Items from a data source:
==================================================

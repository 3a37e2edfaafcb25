//! Listings: published offers to teach, or requests to learn, a skill.

use chrono::{DateTime, Utc};
use serde::{Deserialize, Serialize};
use uuid::Uuid;

use super::validation::{FieldErrors, check_length, normalise_terms};

/// Title length bounds.
pub const TITLE_MIN: usize = 3;
/// Title length bounds.
pub const TITLE_MAX: usize = 100;
/// Description length bounds.
pub const DESCRIPTION_MIN: usize = 10;
/// Description length bounds.
pub const DESCRIPTION_MAX: usize = 2000;
/// Maximum availability text length.
pub const AVAILABILITY_MAX: usize = 200;
/// Maximum number of tags on a listing.
pub const TAGS_MAX: usize = 10;
/// Maximum length of one tag.
pub const TAG_CHARS_MAX: usize = 30;

/// Whether the author offers or seeks the skill.
#[derive(Debug, Clone, Copy, PartialEq, Eq, Hash, Serialize, Deserialize)]
#[serde(rename_all = "lowercase")]
pub enum ListingKind {
    /// The author offers to teach.
    Teach,
    /// The author wants to learn.
    Learn,
}

impl ListingKind {
    /// Wire name used in query strings.
    pub fn as_str(self) -> &'static str {
        match self {
            Self::Teach => "teach",
            Self::Learn => "learn",
        }
    }
}

/// Proficiency level the listing targets.
#[derive(Debug, Clone, Copy, PartialEq, Eq, Hash, Serialize, Deserialize)]
#[serde(rename_all = "lowercase")]
pub enum SkillLevel {
    /// No prior experience.
    Beginner,
    /// Some experience.
    Intermediate,
    /// Comfortable practitioner.
    Advanced,
    /// Professional depth.
    Expert,
}

impl SkillLevel {
    /// Wire name used in query strings.
    pub fn as_str(self) -> &'static str {
        match self {
            Self::Beginner => "beginner",
            Self::Intermediate => "intermediate",
            Self::Advanced => "advanced",
            Self::Expert => "expert",
        }
    }
}

/// How sessions take place.
#[derive(Debug, Clone, Copy, PartialEq, Eq, Hash, Serialize, Deserialize)]
#[serde(rename_all = "camelCase")]
pub enum SessionMode {
    /// Video call or chat.
    Online,
    /// Face to face.
    InPerson,
    /// Either.
    Hybrid,
}

impl SessionMode {
    /// Wire name used in query strings.
    pub fn as_str(self) -> &'static str {
        match self {
            Self::Online => "online",
            Self::InPerson => "inPerson",
            Self::Hybrid => "hybrid",
        }
    }
}

/// Stable listing identifier.
pub type ListingId = Uuid;

/// Published listing as returned by the API.
#[derive(Debug, Clone, PartialEq, Eq, Serialize, Deserialize)]
#[serde(rename_all = "camelCase")]
pub struct Listing {
    /// Identifier.
    pub id: ListingId,
    /// Short title.
    pub title: String,
    /// Longer description.
    pub description: String,
    /// Teach or learn.
    #[serde(rename = "type")]
    pub kind: ListingKind,
    /// Targeted proficiency.
    pub skill_level: SkillLevel,
    /// Free-form availability, for example "weekday evenings".
    pub availability: String,
    /// Session mode.
    pub mode: SessionMode,
    /// Search tags.
    #[serde(default)]
    pub tags: Vec<String>,
    /// Whether the signed-in user authored the listing.
    #[serde(default)]
    pub is_owner: bool,
    /// Author display name.
    #[serde(default)]
    pub owner_name: Option<String>,
    /// Creation time.
    #[serde(default)]
    pub created_at: Option<DateTime<Utc>>,
}

/// Raw listing form input.
#[derive(Debug, Clone)]
pub struct ListingForm {
    /// Title as typed.
    pub title: String,
    /// Description as typed.
    pub description: String,
    /// Teach or learn.
    pub kind: ListingKind,
    /// Targeted proficiency.
    pub skill_level: SkillLevel,
    /// Availability as typed.
    pub availability: String,
    /// Session mode.
    pub mode: SessionMode,
    /// Tags as typed.
    pub tags: Vec<String>,
}

/// Validated listing payload used for create and update.
///
/// ## Invariants
/// - title within [`TITLE_MIN`]..=[`TITLE_MAX`] characters once trimmed;
/// - description within [`DESCRIPTION_MIN`]..=[`DESCRIPTION_MAX`];
/// - availability non-blank;
/// - 1..=[`TAGS_MAX`] distinct (case-insensitive) non-blank tags.
#[derive(Debug, Clone, PartialEq, Eq, Serialize)]
#[serde(rename_all = "camelCase")]
pub struct ListingDraft {
    title: String,
    description: String,
    #[serde(rename = "type")]
    kind: ListingKind,
    skill_level: SkillLevel,
    availability: String,
    mode: SessionMode,
    tags: Vec<String>,
}

impl ListingDraft {
    /// Validate a listing form.
    ///
    /// # Errors
    ///
    /// Returns every failing field.
    pub fn try_from_form(form: &ListingForm) -> Result<Self, FieldErrors> {
        let mut errors = FieldErrors::default();
        let title = check_length(&mut errors, "title", &form.title, TITLE_MIN, TITLE_MAX);
        let description = check_length(
            &mut errors,
            "description",
            &form.description,
            DESCRIPTION_MIN,
            DESCRIPTION_MAX,
        );
        let availability = check_length(
            &mut errors,
            "availability",
            &form.availability,
            1,
            AVAILABILITY_MAX,
        );
        let tags = normalise_terms(&mut errors, "tags", &form.tags, TAGS_MAX, TAG_CHARS_MAX);
        if tags.is_empty() && errors.message_for("tags").is_none() {
            errors.push("tags", "at least one tag is required");
        }
        errors.into_result(Self {
            title,
            description,
            kind: form.kind,
            skill_level: form.skill_level,
            availability,
            mode: form.mode,
            tags,
        })
    }

    /// Title.
    pub fn title(&self) -> &str {
        &self.title
    }

    /// Normalised tags.
    pub fn tags(&self) -> &[String] {
        &self.tags
    }
}

/// Browse/search filter.
#[derive(Debug, Clone, PartialEq, Eq, Default)]
pub struct ListingQuery {
    /// Free-text search over title, description and tags.
    pub search: Option<String>,
    /// Restrict to teach or learn listings.
    pub kind: Option<ListingKind>,
    /// Restrict to one level.
    pub skill_level: Option<SkillLevel>,
    /// Restrict to one mode.
    pub mode: Option<SessionMode>,
}

impl ListingQuery {
    /// Render as query string pairs, omitting unset and blank filters.
    ///
    /// # Examples
    /// ```
    /// use skillswap_client::domain::{ListingKind, ListingQuery};
    ///
    /// let query = ListingQuery {
    ///     search: Some(" guitar ".to_owned()),
    ///     kind: Some(ListingKind::Teach),
    ///     ..ListingQuery::default()
    /// };
    /// assert_eq!(
    ///     query.to_pairs(),
    ///     vec![
    ///         ("search".to_owned(), "guitar".to_owned()),
    ///         ("type".to_owned(), "teach".to_owned()),
    ///     ]
    /// );
    /// ```
    pub fn to_pairs(&self) -> Vec<(String, String)> {
        let mut pairs = Vec::new();
        if let Some(search) = self
            .search
            .as_deref()
            .map(str::trim)
            .filter(|search| !search.is_empty())
        {
            pairs.push(("search".to_owned(), search.to_owned()));
        }
        if let Some(kind) = self.kind {
            pairs.push(("type".to_owned(), kind.as_str().to_owned()));
        }
        if let Some(level) = self.skill_level {
            pairs.push(("level".to_owned(), level.as_str().to_owned()));
        }
        if let Some(mode) = self.mode {
            pairs.push(("mode".to_owned(), mode.as_str().to_owned()));
        }
        pairs
    }
}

==================================================

→ WHAT YOU HAVE TO DO: Pull out all lines from the entries above in which the word "const" appears.

→ SOLUTION TO THIS PROBLEM:
pub const TITLE_MIN: usize = 3;
pub const TITLE_MAX: usize = 100;
pub const DESCRIPTION_MIN: usize = 10;
pub const DESCRIPTION_MAX: usize = 2000;
pub const AVAILABILITY_MAX: usize = 200;
pub const TAGS_MAX: usize = 10;
pub const TAG_CHARS_MAX: usize = 30;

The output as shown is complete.